Tonight on Charlie Rose, they did another in their series on the human brain with Eric Kandel, Daniel Kahneman, Michael Shadlen, Walter Mischel, and Alan Alda. You prolly have to watch it. They talked about imaging the neurons that collect statistical evidence. I almost peed myself when this exchange occurred:
Alan Alda: "I've wondered about this for a long time...Is it possible that you have competing parts of the brain, each looking for dominance, and one may chose a path that is total against the probabilities but if suppressed by other areas would make a more rational choice?"
Daniel Kahneman: "What really happens is, you know, you would have that at the level of a single neuron when the evidence is ambiguous. And so there is going to be some randomness in the behavior of the neuron, and in the behavior of the monkey."
I'm excited because Danny doesn't even entertain the notion of a multicameral mind.
Scott
Scott,
Thanks, I hope that they go well. Is EBD a synonym for EBC?
Interesting excerpt. I will read the PDF in more detail. I am not really sure what either you(Scott) or Jack are talking about. Assuming the data are ambiguous(which, as presented, I would say that they are - two estimates of the exact same thing, each estimate having equal validity/credibility), how is ignoring the data a worst-case assessment? If the interval "15-30%" was given, 15% should be considered the worst case among the available data, right? So, if the observations were just due to risk aversion, then the interval 15-30% should evoke the same decisions as the 15% value, no?

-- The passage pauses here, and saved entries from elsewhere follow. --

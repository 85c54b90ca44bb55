//! Detection thresholds and their typed partial-update surface.

use serde::{Deserialize, Serialize};
use thiserror::Error;

#[derive(Debug, Error)]
pub enum ThresholdError {
    #[error("{field} must be greater than zero (got {value})")]
    NotPositive { field: &'static str, value: f64 },
    #[error("{field} must be within [0, 1] (got {value})")]
    OutOfUnitRange { field: &'static str, value: f64 },
}

/// Tunable detection thresholds. Mutated only through
/// [`DetectionThresholds::apply`]; detectors are re-parameterized from the
/// current values on every analysis cycle so updates take effect on the
/// next cycle.
#[derive(Debug, Clone, Copy, PartialEq, Serialize, Deserialize)]
#[serde(default)]
pub struct DetectionThresholds {
    /// Error-rate above which the window is anomalous (exclusive bound).
    pub error_rate_threshold: f64,
    pub latency_threshold_ms: f64,
    pub volume_spike_multiplier: f64,
    /// Minimum occurrences before a normalized pattern is reported.
    pub min_pattern_occurrences: usize,
    pub time_window_minutes: i64,
    pub pattern_confidence_threshold: f64,
}

impl Default for DetectionThresholds {
    fn default() -> Self {
        Self {
            error_rate_threshold: 0.05,
            latency_threshold_ms: 5000.0,
            volume_spike_multiplier: 3.0,
            min_pattern_occurrences: 5,
            time_window_minutes: 10,
            pattern_confidence_threshold: 0.7,
        }
    }
}

impl DetectionThresholds {
    /// Apply a partial update, validating the result.
    pub fn apply(&self, update: &ThresholdUpdate) -> Result<Self, ThresholdError> {
        let mut next = *self;
        if let Some(v) = update.error_rate_threshold {
            next.error_rate_threshold = v;
        }
        if let Some(v) = update.latency_threshold_ms {
            next.latency_threshold_ms = v;
        }
        if let Some(v) = update.volume_spike_multiplier {
            next.volume_spike_multiplier = v;
        }
        if let Some(v) = update.min_pattern_occurrences {
            next.min_pattern_occurrences = v;
        }
        if let Some(v) = update.time_window_minutes {
            next.time_window_minutes = v;
        }
        if let Some(v) = update.pattern_confidence_threshold {
            next.pattern_confidence_threshold = v;
        }
        next.validate()?;
        Ok(next)
    }

    pub fn validate(&self) -> Result<(), ThresholdError> {
        if !(0.0..=1.0).contains(&self.error_rate_threshold) {
            return Err(ThresholdError::OutOfUnitRange {
                field: "error_rate_threshold",
                value: self.error_rate_threshold,
            });
        }
        if !(0.0..=1.0).contains(&self.pattern_confidence_threshold) {
            return Err(ThresholdError::OutOfUnitRange {
                field: "pattern_confidence_threshold",
                value: self.pattern_confidence_threshold,
            });
        }
        if self.latency_threshold_ms <= 0.0 {
            return Err(ThresholdError::NotPositive {
                field: "latency_threshold_ms",
                value: self.latency_threshold_ms,
            });
        }
        if self.volume_spike_multiplier <= 0.0 {
            return Err(ThresholdError::NotPositive {
                field: "volume_spike_multiplier",
                value: self.volume_spike_multiplier,
            });
        }
        if self.time_window_minutes <= 0 {
            return Err(ThresholdError::NotPositive {
                field: "time_window_minutes",
                value: self.time_window_minutes as f64,
            });
        }
        Ok(())
    }
}

/// Partial threshold update: only named fields change.
#[derive(Debug, Clone, Copy, Default, Serialize, Deserialize)]
#[serde(default)]
pub struct ThresholdUpdate {
    pub error_rate_threshold: Option<f64>,
    pub latency_threshold_ms: Option<f64>,
    pub volume_spike_multiplier: Option<f64>,
    pub min_pattern_occurrences: Option<usize>,
    pub time_window_minutes: Option<i64>,
    pub pattern_confidence_threshold: Option<f64>,
}

#[cfg(test)]
mod tests {
    use super::*;

    #[test]
    fn test_partial_update_touches_only_named_fields() {
        let base = DetectionThresholds::default();
        let next = base
            .apply(&ThresholdUpdate {
                error_rate_threshold: Some(0.1),
                ..Default::default()
            })
            .unwrap();
        assert_eq!(next.error_rate_threshold, 0.1);
        assert_eq!(next.latency_threshold_ms, base.latency_threshold_ms);
        assert_eq!(next.min_pattern_occurrences, base.min_pattern_occurrences);
    }

    #[test]
    fn test_invalid_update_rejected() {
        let base = DetectionThresholds::default();
        assert!(base
            .apply(&ThresholdUpdate {
                error_rate_threshold: Some(1.5),
                ..Default::default()
            })
            .is_err());
        assert!(base
            .apply(&ThresholdUpdate {
                latency_threshold_ms: Some(0.0),
                ..Default::default()
            })
            .is_err());
        // Original values survive a rejected update.
        assert_eq!(base, DetectionThresholds::default());
    }
}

I say this because I am skeptical of people calculating and assessing averages(not to mention confidence intervals) before making casual decisions, but that is just my own speculation/opinion. Maybe there is some sort of visceral, and reflexive, estimation of averages, but I am not at all sure about that.
0% was not a number that was presented as any response to any survey. Saying nothing about a survey is probably different than saying "0% of restaurant goers in the downtown area expressed a strong interest in Chinese food". Wouldn't you guys agree?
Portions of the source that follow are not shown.